Vitamin C stabilized in lysozyme and CTAB aqueous solutions

Abstract

Vitamin C (VC) is an antioxidant and assists in treating cancer, but it hydrolyses and degrades in aqueous solutions due to oxidation and loses drug efficiency. It is critical to improve the stability of VC. Lysozyme (LYS) is a global protein and an enzyme, which is used as a model protein to probe the interactions of VC and protein relevant to VC degradation.

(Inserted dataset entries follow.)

use anyhow::{Context, Result};
use clap::Args;
use colored::Colorize;
use pagesmith_compiler_html::{compile as compile_page, CompileOptions};
use pagesmith_model::{import_from_json, DeviceSize, Locale, SeoMetadata};
use std::fs;
use std::path::{Path, PathBuf};
use tracing::info;

#[derive(Debug, Args)]
pub struct CompileArgs {
    /// Exported JSON file
    pub input: PathBuf,

    /// Write to a file instead of stdout
    #[arg(short, long)]
    pub output: Option<PathBuf>,

    /// Override the export's locale (en or ar)
    #[arg(short, long)]
    pub locale: Option<Locale>,

    /// Page title
    #[arg(long)]
    pub title: Option<String>,

    /// Preview for one device, dropping sections hidden on it
    #[arg(long, value_parser = parse_device)]
    pub device: Option<DeviceSize>,

    /// Leave out the analytics script
    #[arg(long)]
    pub no_tracking: bool,

    /// Emit compact markup
    #[arg(long)]
    pub minify: bool,
}

pub fn compile(args: CompileArgs, cwd: &Path) -> Result<()> {
    let input = cwd.join(&args.input);
    let json = fs::read_to_string(&input)
        .with_context(|| format!("Cannot read {}", input.display()))?;

    let exported = import_from_json(&json)?;
    let document_id = exported.metadata.document_id.clone();
    let (document, mut theme) = exported.into_parts();
    if let Some(locale) = args.locale {
        theme.locale = locale;
    }

    let options = CompileOptions {
        pretty: !args.minify,
        document_id,
        tracking: !args.no_tracking,
        seo: SeoMetadata {
            title: args.title.unwrap_or_default(),
            ..Default::default()
        },
        device: args.device,
        ..Default::default()
    };
    let page = compile_page(&document, &theme, &options)?;
    info!(
        input = %input.display(),
        locale = %theme.locale,
        sections = document.sections.len(),
        "Compiled export"
    );

    match args.output {
        Some(path) => {
            let path = cwd.join(path);
            fs::write(&path, &page.markup)?;
            eprintln!(
                "{} {} → {}",
                "✓".green(),
                input.display(),
                path.display()
            );
        }
        None => print!("{}", page.markup),
    }

    Ok(())
}

fn parse_device(value: &str) -> Result<DeviceSize, String> {
    match value {
        "desktop" => Ok(DeviceSize::Desktop),
        "tablet" => Ok(DeviceSize::Tablet),
        "mobile" => Ok(DeviceSize::Mobile),
        other => Err(format!("unknown device '{}' (desktop, tablet, mobile)", other)),
    }
}

#[cfg(test)]
mod tests {
    use super::*;
    use pagesmith_model::{export_to_json, Document, Section, SectionKind, Theme};

    #[test]
    fn test_parse_device() {
        assert_eq!(parse_device("mobile"), Ok(DeviceSize::Mobile));
        assert!(parse_device("watch").is_err());
    }

    #[test]
    fn test_compile_export_to_file() {
        let dir = tempfile::tempdir().unwrap();
        let document = Document::new(vec![Section::with_defaults("hero-1", SectionKind::Hero)]);
        let json = export_to_json(&document, &Theme::default(), Some("page-1")).unwrap();
        fs::write(dir.path().join("page.json"), json).unwrap();

        compile(
            CompileArgs {
                input: PathBuf::from("page.json"),
                output: Some(PathBuf::from("page.html")),
                locale: Some(Locale::Ar),
                title: Some("Launch".to_string()),
                device: None,
                no_tracking: true,
                minify: false,
            },
            dir.path(),
        )
        .unwrap();

        let html = fs::read_to_string(dir.path().join("page.html")).unwrap();
        assert!(html.contains(r#"<html lang="ar" dir="rtl">"#));
        assert!(html.contains("<title>Launch</title>"));
        assert!(!html.contains("<script"));
    }
}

Micellar solutions, formed by cationic surfactant cetyltrimethylammonium bromide (CTAB) and water, act as micro-reactors to stabilize VC. UV–vis and fluorescence spectroscopic methods are applied to investigate the interactions that control the properties of the VC-LYS-CTAB ternary model system, including kinetics of VC degradation and conformation changes of LYS (unfolding and recovery). The results suggest that LYS stabilizes VC by forming a complex and LYS partially unfolds, and CTAB micelles can slow down the rate of VC degradation. VC is the most stable in the VC- LYS-CTAB ternary system among VC-LYS, VC-CTAB aqueous solutions, and pure water. The strength of interactions decreases in the order of: VC degradation, interaction of CTAB micelles and VC, interaction of LYS and VC, and the weak hydrophobic interaction between CTAB and LYS. The former two are the major factors that control the alleviation of VC degradation and the recovery of LYS conformation. This work provides fundamental insights for drug stability and delivery, and personal product field where vitamins, proteins and surfactants are used.